20

I am building an app using Flask & SQLAlchemy. I basically have 3 tables: users, friendships and bestFriends:

A user can have many friends but only one best friend. So I want my model to be relational. 'One-to-many' for the relation between 'users' and 'friendships' & 'one-to-one' between 'users' and 'bestFriends'.

This is my Model:

from app import db
from sqlalchemy.orm import relationship, backref
from sqlalchemy import Table, Column, Integer, ForeignKey
from sqlalchemy.ext.declarative import declarative_base
class users(db.Model):
 __tablename__ = "Users"
 id = db.Column(db.Integer, primary_key=True)
 userName = db.Column(db.String, nullable=False)
 userEmail = db.Column(db.String, nullable=False)
 userPhone = db.Column(db.String, nullable=False)
 userPass = db.Column(db.String, nullable=False)
 friendsR = db.relationship('friendships', backref='friendships.friend_id', primaryjoin='users.id==friendships.user_id', lazy='joined')
 def __init__(self, userName, userEmail, userPhone, userPass):
 self.userName = userName
 self.userEmail = userEmail
 self.userPhone = userPhone
 self.userPass = userPass
 def __repr__(self):
 return '{}-{}-{}-{}'.format(self.id, self.userName, self.userEmail, self.userPhone)
class friendships(db.Model):
 __tablename__ = "Friendships"
 id = db.Column(db.Integer, primary_key=True)
 user_id = db.Column(db.Integer, ForeignKey('Users.id'), nullable=False)
 friend_id = db.Column(db.Integer, ForeignKey('Users.id'), nullable=False)
 userR = relationship('users', foreign_keys='friendships.user_id')
 friendR = relationship('users', foreign_keys='friendships.friend_id')
 def __init__(self, user_id, friend_id):
 self.user_id = user_id
 self.friend_id = friend_id
 def __repr__(self):
 return '{}-{}-{}-{}'.format(self.user_id, self.friend_id)
class bestFriends(db.Model):
 __tablename__ = "BestFriends"
 id = db.Column(db.Integer, primary_key=True)
 user_id = db.Column(db.Integer, ForeignKey('Users.id'), nullable=False)
 best_friend_id = db.Column(db.Integer, ForeignKey('Users.id'), nullable=False)
 user = relationship('users', foreign_keys='bestFriends.user_id')
 best_friend = relationship('users', foreign_keys='bestFriends.best_friend_id')
 def __init__(self, user_id, best_friend_id):
 self.user_id = user_id
 self.best_friend_id = best_friend_id
 def __repr__(self):
 return '{}-{}-{}-{}'.format(self.user_id, self.best_friend_id)

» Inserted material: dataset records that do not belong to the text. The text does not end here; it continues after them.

//! Shared fakes and mock servers for the integration tests.
#![allow(dead_code)]

use async_trait::async_trait;
use axum::{
    body::Body,
    extract::{ Path, State },
    http::{ header, StatusCode },
    response::{ IntoResponse, Response },
    routing::{ get, post },
    Json,
    Router,
};
use bytes::Bytes;
use futures::stream;
use serde_json::{ json, Value as JsonValue };
use soulchat::client::{ ChatTransport, FrameStream };
use soulchat::error::{ ClientError, MirrorError, UpstreamError };
use soulchat::history::{ MemoryMirror, ThreadMirror };
use soulchat::llm::chat::{ ByteStream, InferenceBackend, ThreadBackend };
use soulchat::llm::Provider;
use soulchat::models::chat::{ ChatMessage, ConversationThread, InferenceRequest, InferenceResponse, MirrorRow, Role };
use soulchat::models::stream::StreamFrame;
use soulchat::server::{ api::router, AppState };
use std::collections::VecDeque;
use std::net::SocketAddr;
use std::sync::atomic::{ AtomicUsize, Ordering };
use std::sync::{ Arc, Mutex };
use tokio::sync::RwLock;

// ============================================================================
// Scenario data
// ============================================================================

pub const SCENARIO_STREAM: &str = concat!(
    "data: {\"thread_id\":\"t1\"}\n\n",
    "data: {\"chunk\":\"Hi\"}\n\n",
    "data: {\"chunk\":\" there\"}\n\n",
    "data: {\"done\":true}\n\n"
);

/// The scenario stream cut at awkward places, including inside a JSON value.
pub fn scenario_chunks() -> Vec<Bytes> {
    let bytes = SCENARIO_STREAM.as_bytes();
    [0, 7, 26, 27, 40, 41, 60, 75, bytes.len()]
        .windows(2)
        .map(|w| Bytes::copy_from_slice(&bytes[w[0]..w[1]]))
        .collect()
}

pub fn scenario_thread() -> ConversationThread {
    let mut thread = ConversationThread::new("t1");
    thread.messages = vec![
        ChatMessage::new(Role::System, "You are a helpful assistant."),
        ChatMessage::user("Hello"),
        ChatMessage::assistant("Hi there")
    ];
    thread
}

// ============================================================================
// In-process SoulGraph fake
// ============================================================================

pub struct FakeSoulGraph {
    pub chunks: Vec<Bytes>,
    pub thread: ConversationThread,
    pub fail_with: Option<UpstreamError>,
    pub requests: Mutex<Vec<InferenceRequest>>,
    pub thread_reads: AtomicUsize,
}

impl FakeSoulGraph {
    pub fn new(chunks: Vec<Bytes>) -> Self {
        Self {
            chunks,
            thread: scenario_thread(),
            fail_with: None,
            requests: Mutex::new(Vec::new()),
            thread_reads: AtomicUsize::new(0),
        }
    }

    pub fn failing(err: UpstreamError) -> Self {
        Self { fail_with: Some(err), ..Self::new(Vec::new()) }
    }

    fn check(&self) -> Result<(), UpstreamError> {
        match &self.fail_with {
            Some(err) => Err(err.clone()),
            None => Ok(()),
        }
    }
}

#[async_trait]
impl InferenceBackend for FakeSoulGraph {
    fn provider(&self) -> Provider {
        Provider::SoulGraph
    }

    async fn infer(&self, request: &InferenceRequest) -> Result<InferenceResponse, UpstreamError> {
        self.requests.lock().unwrap().push(request.clone());
        self.check()?;
        Ok(InferenceResponse { response: "Hi there".into(), thread_id: "t1".into() })
    }

    async fn infer_stream(&self, request: &InferenceRequest) -> Result<ByteStream, UpstreamError> {
        self.requests.lock().unwrap().push(request.clone());
        self.check()?;
        let items: Vec<Result<Bytes, UpstreamError>> = self.chunks.iter().cloned().map(Ok).collect();
        Ok(Box::pin(stream::iter(items)))
    }
}

#[async_trait]
impl ThreadBackend for FakeSoulGraph {
    async fn get_thread(&self, thread_id: &str) -> Result<ConversationThread, UpstreamError> {
        self.thread_reads.fetch_add(1, Ordering::SeqCst);
        self.check()?;
        if thread_id != self.thread.id {
            return Err(UpstreamError::status(404, "Thread not found"));
        }
        Ok(self.thread.clone())
    }

    async fn list_threads(&self, user_id: &str, limit: usize, offset: usize) -> Result<JsonValue, UpstreamError> {
        self.check()?;
        Ok(json!({ "threads": [self.thread], "user_id": user_id, "limit": limit, "offset": offset }))
    }

    async fn delete_thread(&self, thread_id: &str, _user_id: Option<&str>) -> Result<JsonValue, UpstreamError> {
        self.check()?;
        Ok(json!({ "deleted": thread_id }))
    }

    async fn health(&self) -> Result<(), UpstreamError> {
        self.check()
    }
}

// ============================================================================
// Mirror that counts writes
// ============================================================================

#[derive(Default)]
pub struct CountingMirror {
    pub inner: MemoryMirror,
    pub upserts: AtomicUsize,
}

impl CountingMirror {
    pub fn upserts(&self) -> usize {
        self.upserts.load(Ordering::SeqCst)
    }
}

#[async_trait]
impl ThreadMirror for CountingMirror {
    async fn upsert(&self, row: &MirrorRow) -> Result<(), MirrorError> {
        self.upserts.fetch_add(1, Ordering::SeqCst);
        self.inner.upsert(row).await
    }

    async fn delete(&self, thread_id: &str) -> Result<(), MirrorError> {
        self.inner.delete(thread_id).await
    }

    async fn get(&self, thread_id: &str) -> Result<Option<MirrorRow>, MirrorError> {
        self.inner.get(thread_id).await
    }

    async fn list(&self, user_id: Option<&str>) -> Result<Vec<MirrorRow>, MirrorError> {
        self.inner.list(user_id).await
    }
}

/// Waits for the fire-and-forget reconciler to land a row.
pub async fn wait_for_row(mirror: &dyn ThreadMirror, id: &str) -> Option<MirrorRow> {
    for _ in 0..50 {
        if let Ok(Some(row)) = mirror.get(id).await {
            return Some(row);
        }
        tokio::time::sleep(std::time::Duration::from_millis(20)).await;
    }
    None
}

// ============================================================================
// Scripted chat transport
// ============================================================================

pub enum StreamScript {
    Refuse,
    Frames(Vec<StreamFrame>),
    FramesThenBreak(Vec<StreamFrame>),
}

pub enum SendScript {
    Reply(&'static str, &'static str),
    Fail(u16),
}

#[derive(Default)]
pub struct FakeTransport {
    pub streams: Mutex<VecDeque<StreamScript>>,
    pub sends: Mutex<VecDeque<SendScript>>,
    pub stream_requests: Mutex<Vec<InferenceRequest>>,
    pub send_requests: Mutex<Vec<InferenceRequest>>,
    pub thread: Mutex<Option<ConversationThread>>,
    pub thread_reads: AtomicUsize,
}

impl FakeTransport {
    pub fn with(streams: Vec<StreamScript>, sends: Vec<SendScript>) -> Self {
        Self {
            streams: Mutex::new(streams.into()),
            sends: Mutex::new(sends.into()),
            ..Default::default()
        }
    }

    pub fn send_calls(&self) -> Vec<InferenceRequest> {
        self.send_requests.lock().unwrap().clone()
    }
}

#[async_trait]
impl ChatTransport for FakeTransport {
    async fn send(&self, request: &InferenceRequest) -> Result<InferenceResponse, ClientError> {
        self.send_requests.lock().unwrap().push(request.clone());
        match self.sends.lock().unwrap().pop_front() {
            Some(SendScript::Reply(text, id)) => Ok(InferenceResponse { response: text.into(), thread_id: id.into() }),
            Some(SendScript::Fail(code)) => Err(UpstreamError::status(code, "upstream failed").into()),
            None => Err(ClientError::Stream("no scripted reply".into())),
        }
    }

    async fn send_stream(&self, request: &InferenceRequest) -> Result<FrameStream, ClientError> {
        self.stream_requests.lock().unwrap().push(request.clone());
        let script = self.streams.lock().unwrap().pop_front().unwrap_or(StreamScript::Refuse);
        let items: Vec<Result<StreamFrame, ClientError>> = match script {
            StreamScript::Refuse => {
                return Err(UpstreamError::status(502, "stream refused").into());
            }
            StreamScript::Frames(frames) => frames.into_iter().map(Ok).collect(),
            StreamScript::FramesThenBreak(frames) => {
                let mut items: Vec<_> = frames.into_iter().map(Ok).collect();
                items.push(Err(ClientError::Stream("connection reset".into())));
                items
            }
        };
        Ok(Box::pin(stream::iter(items)))
    }

    async fn get_thread(&self, thread_id: &str) -> Result<ConversationThread, ClientError> {
        self.thread_reads.fetch_add(1, Ordering::SeqCst);
        match self.thread.lock().unwrap().clone() {
            Some(thread) if thread.id == thread_id => Ok(thread),
            _ => Err(UpstreamError::status(404, "Thread not found").into()),
        }
    }
}

// ============================================================================
// Mock SoulGraph HTTP server
// ============================================================================

#[derive(Default)]
pub struct MockUpstreamState {
    pub requests: RwLock<Vec<JsonValue>>,
    pub thread_reads: AtomicUsize,
}

pub async fn start_mock_soulgraph() -> (String, Arc<MockUpstreamState>) {
    let state = Arc::new(MockUpstreamState::default());

    let app = Router::new()
        .route("/v0/inference", post(mock_inference))
        .route("/v0/threads/{thread_id}", get(mock_get_thread).delete(mock_delete_thread))
        .route("/v0/health", get(|| async { Json(json!({ "status": "healthy" })) }))
        .with_state(state.clone());

    let addr = serve(app).await;
    (format!("http://{}", addr), state)
}

/// An upstream that answers health and delete with plain text.
pub async fn start_plain_text_soulgraph() -> String {
    let app = Router::new()
        .route("/v0/health", get(|| async { "OK" }))
        .route("/v0/threads/{thread_id}", axum::routing::delete(|| async { "Deleted" }));
    let addr = serve(app).await;
    format!("http://{}", addr)
}

/// Serves the relay router on an ephemeral port.
pub async fn start_relay(state: AppState) -> String {
    let addr = serve(router(state)).await;
    format!("http://{}", addr)
}

async fn serve(app: Router) -> SocketAddr {
    let listener = tokio::net::TcpListener::bind(SocketAddr::from(([127, 0, 0, 1], 0))).await.unwrap();
    let addr = listener.local_addr().unwrap();
    tokio::spawn(async move {
        axum::serve(listener, app).await.unwrap();
    });
    addr
}

async fn mock_inference(State(state): State<Arc<MockUpstreamState>>, Json(body): Json<JsonValue>) -> Response {
    let streaming = body.get("stream").and_then(JsonValue::as_bool).unwrap_or(false);
    state.requests.write().await.push(body);

    if streaming {
        let chunks: Vec<Result<Bytes, std::io::Error>> = scenario_chunks().into_iter().map(Ok).collect();
        return Response::builder()
            .header(header::CONTENT_TYPE, "text/event-stream")
            .body(Body::from_stream(stream::iter(chunks)))
            .unwrap();
    }
    Json(json!({ "response": "Hi there", "thread_id": "t1" })).into_response()
}

async fn mock_get_thread(State(state): State<Arc<MockUpstreamState>>, Path(thread_id): Path<String>) -> Response {
    state.thread_reads.fetch_add(1, Ordering::SeqCst);
    if thread_id != "t1" {
        return (StatusCode::NOT_FOUND, Json(json!({ "error": "Thread not found" }))).into_response();
    }
    let thread = scenario_thread();
    Json(
        json!({
            "thread_id": thread.id,
            "user_id": "test-user-123",
            "messages": thread.messages,
            "created_at": thread.created_at,
            "updated_at": thread.updated_at,
        })
    ).into_response()
}

async fn mock_delete_thread(Path(thread_id): Path<String>) -> Response {
    Json(json!({ "success": true, "thread_id": thread_id })).into_response()
}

I need to be able to query the list of friends of the user logged in as well as the best friend of that user in case exists. I also need to PAGINATE the result:

Here is my app.py function for displaying the friends of a user:

@app.route('/friendList<int:page>', methods=['GET', 'POST'])
@app.route('/friends')
def friendList(page=1):
if not session.get('logged_in'):
 return render_template('login.html')
 else:
 userID = session['user_id']
 userList = users.query.join(friendships).add_columns(users.id, users.userName, users.userEmail, friendships.user_id, friendships.friend_id).filter(users.id == friendships.friend_id).filter(friendships.user_id == userID).paginate(page, 1, False)
 return render_template(
 'friends.html', userList=userList)

And this would be the Jinja side of the code:

{% extends "layout.html" %}
{% block body %}
<div id="pagination">
{% if userList.has_prev %}
 <a href="{{ url_for('friendList', page=userList.prev_num) }}">Back</a>
{% endif %} 
{% if userList.has_next %}
 <a href="{{ url_for('friendList', page=userList.next_num) }}">Next</a>
{% endif %}
</div>
<div style="clear:both;"></div>
<div id="innerContent">
{% if userList %}
 {% for friends in userList %}
 <div class="contentUsers">
 {{ friends.userName }}
 </div>
 <br><br><br><br>
 {% endfor %}{% else %}<div>No friends</div>
{% endif %} 
</div>
 {% endblock %}

And if I query like this:

userList = db.session.query(users,friendships).filter(users.id == friendships.friend_id).filter(friendships.user_id == userID).paginate(page, 1, False)

I get this error:

InvalidRequestError: Could not find a FROM clause to join from. Tried joining to <class 'models.friendships'>, but got: Can't determine join between 'Users' and 'Friendships'; tables have more than one foreign key constraint relationship between them. Please specify the 'onclause' of this join explicitly.

If I query like this:

userList = users.query.join(friendships, users.id==friendships.user_id).add_columns(users.id, users.userName, users.userEmail, friendships.user_id, friendships.friend_id).filter(users.id == friendships.friend_id).filter(friendships.user_id == userID).paginate(page, 1, False)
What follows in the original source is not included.